● **Supplied material**
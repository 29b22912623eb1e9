//! Encrypted, single-file persistence for the license record.
//!
//! The file holds nothing but `base64url(nonce || ciphertext)` of the JSON
//! record, sealed with the key derived from the embedded secret. There is no
//! plaintext header. Writes go through a sibling temp file and a rename so a
//! crash mid-write never leaves a half-written license behind.

use crate::error::{StoreError, StoreResult};
use crate::record::{LicenseRecord, RECORD_VERSION};
use crate::secret::SecretKey;
use pdv_crypto::{seal, DerivedKey};
use std::fs;
use std::io;
use std::path::{Path, PathBuf};
use tracing::{debug, info};

/// Reads and writes the license file at one fixed path.
#[derive(Debug, Clone)]
pub struct LicenseStore {
    path: PathBuf,
    key: DerivedKey,
}

impl LicenseStore {
    /// Opens a store at `path`, deriving the file key from `secret`.
    ///
    /// Does not touch the filesystem.
    pub fn open(path: impl Into<PathBuf>, secret: &SecretKey) -> StoreResult<Self> {
        let key = secret.derive()?;
        Ok(Self::with_key(path, key))
    }

    /// Opens a store at `path` using an already derived key.
    #[must_use]
    pub fn with_key(path: impl Into<PathBuf>, key: DerivedKey) -> Self {
        Self {
            path: path.into(),
            key,
        }
    }

    /// Returns the license file path.
    #[must_use]
    pub fn path(&self) -> &Path {
        &self.path
    }

    /// Encrypts `record` and replaces the license file with it.
    ///
    /// # Errors
    ///
    /// [`StoreError::Io`] if the directory cannot be created or written.
    pub fn persist(&self, record: &LicenseRecord) -> StoreResult<()> {
        let plaintext = serde_json::to_vec(record)
            .map_err(|e| StoreError::Corrupt(format!("record not serializable: {e}")))?;
        let sealed = seal(&self.key, &plaintext)?;

        if let Some(dir) = self.path.parent().filter(|d| !d.as_os_str().is_empty()) {
            fs::create_dir_all(dir).map_err(|source| StoreError::Io {
                path: dir.to_path_buf(),
                source,
            })?;
        }

        let tmp = self.tmp_path();
        fs::write(&tmp, sealed.as_bytes()).map_err(|source| StoreError::Io {
            path: tmp.clone(),
            source,
        })?;
        fs::rename(&tmp, &self.path).map_err(|source| {
            let _ = fs::remove_file(&tmp);
            StoreError::Io {
                path: self.path.clone(),
                source,
            }
        })?;

        info!(path = %self.path.display(), "License file written");
        Ok(())
    }

    /// Reads and decrypts the license file.
    ///
    /// Decryption and parsing succeed or fail together; a record is never
    /// returned from a file that failed authentication.
    ///
    /// # Errors
    ///
    /// - [`StoreError::NotFound`] if there is no file.
    /// - [`StoreError::Corrupt`] if it does not decrypt, does not parse as a
    ///   well-formed record, or carries another schema version.
    /// - [`StoreError::Io`] for any other read failure.
    pub fn load(&self) -> StoreResult<LicenseRecord> {
        let bytes = match fs::read(&self.path) {
            Ok(bytes) => bytes,
            Err(e) if e.kind() == io::ErrorKind::NotFound => {
                debug!(path = %self.path.display(), "No license file");
                return Err(StoreError::NotFound {
                    path: self.path.clone(),
                });
            }
            Err(source) => {
                return Err(StoreError::Io {
                    path: self.path.clone(),
                    source,
                });
            }
        };

        let text = std::str::from_utf8(&bytes)
            .map_err(|_| StoreError::Corrupt("not a license file".to_string()))?;
        let plaintext =
            pdv_crypto::open(&self.key, text).map_err(|e| StoreError::Corrupt(e.to_string()))?;
        let record: LicenseRecord = serde_json::from_slice(&plaintext)
            .map_err(|e| StoreError::Corrupt(format!("invalid record: {e}")))?;
        if record.version != RECORD_VERSION {
            return Err(StoreError::Corrupt(format!(
                "invalid record: unsupported version {:?}",
                record.version
            )));
        }

        debug!(path = %self.path.display(), "License file decrypted");
        Ok(record)
    }

    fn tmp_path(&self) -> PathBuf {
        let mut name = self
            .path
            .file_name()
            .map(|n| n.to_os_string())
            .unwrap_or_default();
        name.push(".tmp");
        self.path.with_file_name(name)
    }
}
//! Cryptographic primitives for the licensing core.
//!
//! - PBKDF2-HMAC-SHA256 key derivation from an embedded secret
//! - ChaCha20-Poly1305 sealing of small blobs (the license file)
//!
//! Both are deterministic in their inputs except for the per-encryption nonce.

mod cipher;
mod error;
mod key;

pub use cipher::{open, seal, NONCE_SIZE, SEAL_OVERHEAD};
pub use error::{CryptoError, CryptoResult};
pub use key::{derive_key, DerivedKey, KdfParams, Salt, DEFAULT_ITERATIONS, KEY_SIZE, SALT_SIZE};
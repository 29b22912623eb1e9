use pdv_keygen::{issue_batch, record_issued, render_issued, run_gate, GateOutcome};
use pdv_license::{
    HardwareFingerprint, IssuedHashes, LicenseManager, LicenseStore, SecretKey,
    VerificationPolicy,
};
use std::io::Cursor;
use std::path::Path;

fn secret() -> SecretKey {
    SecretKey::new("gate-test-secret")
}

fn manager(path: &Path, policy: VerificationPolicy) -> LicenseManager<HardwareFingerprint> {
    let store = LicenseStore::open(path, &secret()).unwrap();
    let machine: HardwareFingerprint = "AAAA1111BBBB2222".parse().unwrap();
    LicenseManager::from_parts(store, secret(), policy, machine)
}

fn run(manager: &LicenseManager<HardwareFingerprint>, input: &str) -> (GateOutcome, String) {
    let mut output = Vec::new();
    let outcome = run_gate(manager, Cursor::new(input.as_bytes()), &mut output).unwrap();
    (outcome, String::from_utf8(output).unwrap())
}

#[test]
fn gate_prompts_then_activates() {
    let dir = tempfile::tempdir().unwrap();
    let manager = manager(&dir.path().join("license.dat"), VerificationPolicy::Permissive);

    let (outcome, output) = run(&manager, "abcd\nabcd-efgh-ijkl-mnop\n");
    assert_eq!(outcome, GateOutcome::Activated);
    assert!(output.contains("no license installed"));
    assert!(output.contains("invalid license format"));
    assert!(output.contains("License activated successfully"));

    let (again, _) = run(&manager, "");
    assert_eq!(again, GateOutcome::AlreadyValid);
}

#[test]
fn gate_declines_on_empty_line_or_eof() {
    let dir = tempfile::tempdir().unwrap();
    let manager = manager(&dir.path().join("license.dat"), VerificationPolicy::Permissive);

    let (outcome, _) = run(&manager, "\n");
    assert_eq!(outcome, GateOutcome::Declined);
    assert!(!outcome.may_start());

    let (outcome, _) = run(&manager, "");
    assert_eq!(outcome, GateOutcome::Declined);
    assert!(!dir.path().join("license.dat").exists());
}

#[test]
fn gate_reprompts_on_unissued_code() {
    let dir = tempfile::tempdir().unwrap();
    let issued = issue_batch("Shop", 1, &secret());
    let list: IssuedHashes = issued.iter().map(|i| i.integrity_hash.clone()).collect();
    let manager = manager(&dir.path().join("license.dat"), VerificationPolicy::Issued(list));

    let input = format!("ABCD-EFGH-IJKL-MNOP\n{}\n", issued[0].code);
    let (outcome, output) = run(&manager, &input);
    assert_eq!(outcome, GateOutcome::Activated);
    assert!(output.contains("not issued"));
}

#[test]
fn issue_batch_count() {
    let batch = issue_batch("", 3, &secret());
    assert_eq!(batch.len(), 3);
    assert_ne!(batch[0].code, batch[1].code);
}

#[test]
fn render_shows_code_and_client() {
    let issued = &issue_batch("Tienda ABC", 1, &secret())[0];
    let shown = render_issued(issued);
    assert!(shown.contains(issued.code.as_str()));
    assert!(shown.contains("Client: Tienda ABC"));
    assert!(!shown.contains(&issued.integrity_hash));
}

#[test]
fn record_issued_writes_both_files() {
    let dir = tempfile::tempdir().unwrap();
    let log = dir.path().join("licenses_generated.txt");
    let list = dir.path().join("issued_hashes.txt");
    let issued = &issue_batch("Shop", 1, &secret())[0];

    record_issued(issued, &log, Some(&list)).unwrap();

    assert!(std::fs::read_to_string(&log).unwrap().contains(issued.code.as_str()));
    assert!(IssuedHashes::load(&list).unwrap().contains(&issued.integrity_hash));
}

● **Prompt**
Copy out every line of the entries where the string "rename" shows up.

● **The completed task**
//! plaintext header. Writes go through a sibling temp file and a rename so a
        fs::rename(&tmp, &self.path).map_err(|source| {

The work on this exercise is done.